## [INSTRUCTIONS TO FOLLOW]
Write out the entries below exactly, from the first line to the one with "inside the weekly calendar", both ends included.

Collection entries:

********************

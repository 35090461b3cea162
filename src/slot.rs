use std::collections::HashSet;
use std::fmt;

use serde::{Deserialize, Serialize};

use crate::error::{Result, RosterError};

/// Week day names, in calendar order (day 0 = Monday).
pub const DAY_NAMES: [&str; 7] = [
    "Monday",
    "Tuesday",
    "Wednesday",
    "Thursday",
    "Friday",
    "Saturday",
    "Sunday",
];

/// Daily shift period names (period 0 = Morning).
pub const PERIOD_NAMES: [&str; 3] = ["Morning", "Afternoon", "Evening"];

pub const DAYS_PER_WEEK: u8 = 7;
pub const PERIODS_PER_DAY: u8 = 3;

/// Saturday only has a morning shift.
pub const SHORT_DAY: u8 = 5;

/// One schedulable shift: a (day, period) pair within the weekly calendar.
#[derive(Debug, Clone, Copy, PartialEq, Eq, Hash, PartialOrd, Ord, Serialize, Deserialize)]
pub struct Slot {
    pub day: u8,
    pub period: u8,
}

impl Slot {
    /// Builds a slot, rejecting pairs outside the weekly calendar.
    pub fn new(day: u8, period: u8) -> Result<Slot> {
        if !Slot::is_schedulable(day, period) {
            return Err(RosterError::SlotOutOfCalendar { day, period });
        }
        Ok(Slot { day, period })
    }

    /// True when the pair falls inside the weekly calendar
    /// (valid day and period, and not a short-day afternoon/evening).
    pub fn is_schedulable(day: u8, period: u8) -> bool {
        day < DAYS_PER_WEEK && period < PERIODS_PER_DAY && !(day == SHORT_DAY && period > 0)
    }

    /// Serializes the slot as a "day-period" token, e.g. "5-0".
    pub fn token(&self) -> String {
        format!("{}-{}", self.day, self.period)
    }

    /// Parses a "day-period" token back into a slot.
    /// Tokens that do not parse or fall outside the calendar are rejected.
    pub fn parse_token(token: &str) -> Result<Slot> {
        let trimmed = token.trim();
        let (day, period) = trimmed
            .split_once('-')
            .ok_or_else(|| RosterError::MalformedToken(trimmed.to_string()))?;
        let day: u8 = day
            .parse()
            .map_err(|_| RosterError::MalformedToken(trimmed.to_string()))?;
        let period: u8 = period
            .parse()
            .map_err(|_| RosterError::MalformedToken(trimmed.to_string()))?;
        Slot::new(day, period)
    }

    pub fn day_name(&self) -> &'static str {
        DAY_NAMES[self.day as usize]
    }

    pub fn period_name(&self) -> &'static str {
        PERIOD_NAMES[self.period as usize]
    }
}

impl fmt::Display for Slot {
    fn fmt(&self, f: &mut fmt::Formatter<'_>) -> fmt::Result {
        write!(f, "{} {}", self.day_name(), self.period_name())
    }
}

/// The ordered weekly calendar: day ascending, then period ascending,
/// skipping the short-day afternoon and evening. 19 slots in total.
pub fn week_calendar() -> Vec<Slot> {
    let mut slots = Vec::with_capacity(19);
    for day in 0..DAYS_PER_WEEK {
        for period in 0..PERIODS_PER_DAY {
            if Slot::is_schedulable(day, period) {
                slots.push(Slot { day, period });
            }
        }
    }
    slots
}

/// Serializes an availability set as ";"-joined "day-period" tokens.
pub fn encode_availability(slots: &[Slot]) -> String {
    slots
        .iter()
        .map(|slot| slot.token())
        .collect::<Vec<_>>()
        .join(";")
}

/// Parses a ";"-joined token list into a deduplicated, sorted slot set.
/// An empty string is an empty set; any malformed token rejects the whole list.
pub fn decode_availability(encoded: &str) -> Result<Vec<Slot>> {
    let trimmed = encoded.trim();
    if trimmed.is_empty() {
        return Ok(Vec::new());
    }

    let mut seen = HashSet::new();
    for token in trimmed.split(';') {
        seen.insert(Slot::parse_token(token)?);
    }

    let mut slots: Vec<Slot> = seen.into_iter().collect();
    slots.sort();
    Ok(slots)
}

********************

## [OUTPUT OF THE TASK]
repository 35090461b3cea162
filename src/slot.rs
use std::collections::HashSet;
use std::fmt;

use serde::{Deserialize, Serialize};

use crate::error::{Result, RosterError};

/// Week day names, in calendar order (day 0 = Monday).
pub const DAY_NAMES: [&str; 7] = [
    "Monday",
    "Tuesday",
    "Wednesday",
    "Thursday",
    "Friday",
    "Saturday",
    "Sunday",
];

/// Daily shift period names (period 0 = Morning).
pub const PERIOD_NAMES: [&str; 3] = ["Morning", "Afternoon", "Evening"];

pub const DAYS_PER_WEEK: u8 = 7;
pub const PERIODS_PER_DAY: u8 = 3;

/// Saturday only has a morning shift.
pub const SHORT_DAY: u8 = 5;

/// One schedulable shift: a (day, period) pair within the weekly calendar.
#[derive(Debug, Clone, Copy, PartialEq, Eq, Hash, PartialOrd, Ord, Serialize, Deserialize)]
pub struct Slot {
    pub day: u8,
    pub period: u8,
}

impl Slot {
    /// Builds a slot, rejecting pairs outside the weekly calendar.
    pub fn new(day: u8, period: u8) -> Result<Slot> {
        if !Slot::is_schedulable(day, period) {
            return Err(RosterError::SlotOutOfCalendar { day, period });
        }
        Ok(Slot { day, period })
    }

    /// True when the pair falls inside the weekly calendar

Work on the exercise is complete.